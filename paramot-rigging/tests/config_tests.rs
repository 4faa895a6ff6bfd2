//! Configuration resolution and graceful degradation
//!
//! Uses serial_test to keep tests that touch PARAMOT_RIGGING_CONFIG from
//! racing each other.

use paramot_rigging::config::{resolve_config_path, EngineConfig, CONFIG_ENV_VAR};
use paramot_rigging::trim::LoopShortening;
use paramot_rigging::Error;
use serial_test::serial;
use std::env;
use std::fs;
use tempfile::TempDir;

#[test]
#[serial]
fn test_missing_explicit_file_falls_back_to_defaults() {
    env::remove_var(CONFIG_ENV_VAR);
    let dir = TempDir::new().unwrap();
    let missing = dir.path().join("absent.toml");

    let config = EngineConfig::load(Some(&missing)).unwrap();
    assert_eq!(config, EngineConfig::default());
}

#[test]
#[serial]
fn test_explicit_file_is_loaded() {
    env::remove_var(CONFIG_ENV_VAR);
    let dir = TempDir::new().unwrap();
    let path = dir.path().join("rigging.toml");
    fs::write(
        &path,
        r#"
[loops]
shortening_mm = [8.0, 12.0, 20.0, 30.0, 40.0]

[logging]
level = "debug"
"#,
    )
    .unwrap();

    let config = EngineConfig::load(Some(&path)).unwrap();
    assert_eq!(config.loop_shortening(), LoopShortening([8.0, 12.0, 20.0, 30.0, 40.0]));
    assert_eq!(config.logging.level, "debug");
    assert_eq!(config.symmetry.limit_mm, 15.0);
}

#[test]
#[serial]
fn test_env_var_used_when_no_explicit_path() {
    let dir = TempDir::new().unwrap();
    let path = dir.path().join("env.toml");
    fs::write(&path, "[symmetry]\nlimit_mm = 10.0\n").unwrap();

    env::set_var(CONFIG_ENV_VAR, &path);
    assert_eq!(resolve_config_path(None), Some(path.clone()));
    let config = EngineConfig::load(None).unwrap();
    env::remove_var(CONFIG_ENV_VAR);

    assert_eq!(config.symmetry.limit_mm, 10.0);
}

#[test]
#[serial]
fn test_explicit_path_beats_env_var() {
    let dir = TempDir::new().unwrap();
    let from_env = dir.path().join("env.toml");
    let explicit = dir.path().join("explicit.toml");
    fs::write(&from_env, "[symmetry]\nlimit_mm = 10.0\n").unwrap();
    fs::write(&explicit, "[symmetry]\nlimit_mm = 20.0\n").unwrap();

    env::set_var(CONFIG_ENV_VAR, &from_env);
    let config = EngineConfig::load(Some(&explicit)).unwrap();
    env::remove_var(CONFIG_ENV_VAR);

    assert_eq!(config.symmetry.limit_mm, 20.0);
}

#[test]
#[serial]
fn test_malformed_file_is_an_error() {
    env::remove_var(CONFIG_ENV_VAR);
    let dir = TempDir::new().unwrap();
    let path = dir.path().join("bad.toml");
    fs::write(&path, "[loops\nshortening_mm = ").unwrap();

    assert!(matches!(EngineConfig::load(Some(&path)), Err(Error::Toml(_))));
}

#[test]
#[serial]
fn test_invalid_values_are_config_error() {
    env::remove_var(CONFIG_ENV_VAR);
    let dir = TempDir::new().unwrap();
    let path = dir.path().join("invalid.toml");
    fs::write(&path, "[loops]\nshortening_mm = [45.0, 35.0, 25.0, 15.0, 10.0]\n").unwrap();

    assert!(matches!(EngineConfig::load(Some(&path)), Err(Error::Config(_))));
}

_ _ _

What is needed:
Give all the records again. Match them exactly.

Exercise answer:
filename paramot-rigging/tests/config_tests.rs
repository 4faa895a6ff6bfd2
//! Configuration resolution and graceful degradation
//!
//! Uses serial_test to keep tests that touch PARAMOT_RIGGING_CONFIG from
//! racing each other.

use paramot_rigging::config::{resolve_config_path, EngineConfig, CONFIG_ENV_VAR};
use paramot_rigging::trim::LoopShortening;
use paramot_rigging::Error;
use serial_test::serial;
use std::env;
use std::fs;
use tempfile::TempDir;

#[test]
#[serial]
fn test_missing_explicit_file_falls_back_to_defaults() {
    env::remove_var(CONFIG_ENV_VAR);
    let dir = TempDir::new().unwrap();
    let missing = dir.path().join("absent.toml");

    let config = EngineConfig::load(Some(&missing)).unwrap();
    assert_eq!(config, EngineConfig::default());
}

#[test]
#[serial]
fn test_explicit_file_is_loaded() {
    env::remove_var(CONFIG_ENV_VAR);
    let dir = TempDir::new().unwrap();
    let path = dir.path().join("rigging.toml");
    fs::write(
        &path,
        r#"
[loops]
shortening_mm = [8.0, 12.0, 20.0, 30.0, 40.0]

[logging]
level = "debug"
"#,
    )
    .unwrap();

    let config = EngineConfig::load(Some(&path)).unwrap();
    assert_eq!(config.loop_shortening(), LoopShortening([8.0, 12.0, 20.0, 30.0, 40.0]));
    assert_eq!(config.logging.level, "debug");
    assert_eq!(config.symmetry.limit_mm, 15.0);
}

#[test]
#[serial]
fn test_env_var_used_when_no_explicit_path() {
    let dir = TempDir::new().unwrap();
    let path = dir.path().join("env.toml");
    fs::write(&path, "[symmetry]\nlimit_mm = 10.0\n").unwrap();

    env::set_var(CONFIG_ENV_VAR, &path);
    assert_eq!(resolve_config_path(None), Some(path.clone()));
    let config = EngineConfig::load(None).unwrap();
    env::remove_var(CONFIG_ENV_VAR);

    assert_eq!(config.symmetry.limit_mm, 10.0);
}

#[test]
#[serial]
fn test_explicit_path_beats_env_var() {
    let dir = TempDir::new().unwrap();
    let from_env = dir.path().join("env.toml");
    let explicit = dir.path().join("explicit.toml");
    fs::write(&from_env, "[symmetry]\nlimit_mm = 10.0\n").unwrap();
    fs::write(&explicit, "[symmetry]\nlimit_mm = 20.0\n").unwrap();

    env::set_var(CONFIG_ENV_VAR, &from_env);
    let config = EngineConfig::load(Some(&explicit)).unwrap();
    env::remove_var(CONFIG_ENV_VAR);

    assert_eq!(config.symmetry.limit_mm, 20.0);
}

#[test]
#[serial]
fn test_malformed_file_is_an_error() {
    env::remove_var(CONFIG_ENV_VAR);
    let dir = TempDir::new().unwrap();
    let path = dir.path().join("bad.toml");
    fs::write(&path, "[loops\nshortening_mm = ").unwrap();

    assert!(matches!(EngineConfig::load(Some(&path)), Err(Error::Toml(_))));
}

#[test]
#[serial]
fn test_invalid_values_are_config_error() {
    env::remove_var(CONFIG_ENV_VAR);
    let dir = TempDir::new().unwrap();
    let path = dir.path().join("invalid.toml");
    fs::write(&path, "[loops]\nshortening_mm = [45.0, 35.0, 25.0, 15.0, 10.0]\n").unwrap();

    assert!(matches!(EngineConfig::load(Some(&path)), Err(Error::Config(_))));
}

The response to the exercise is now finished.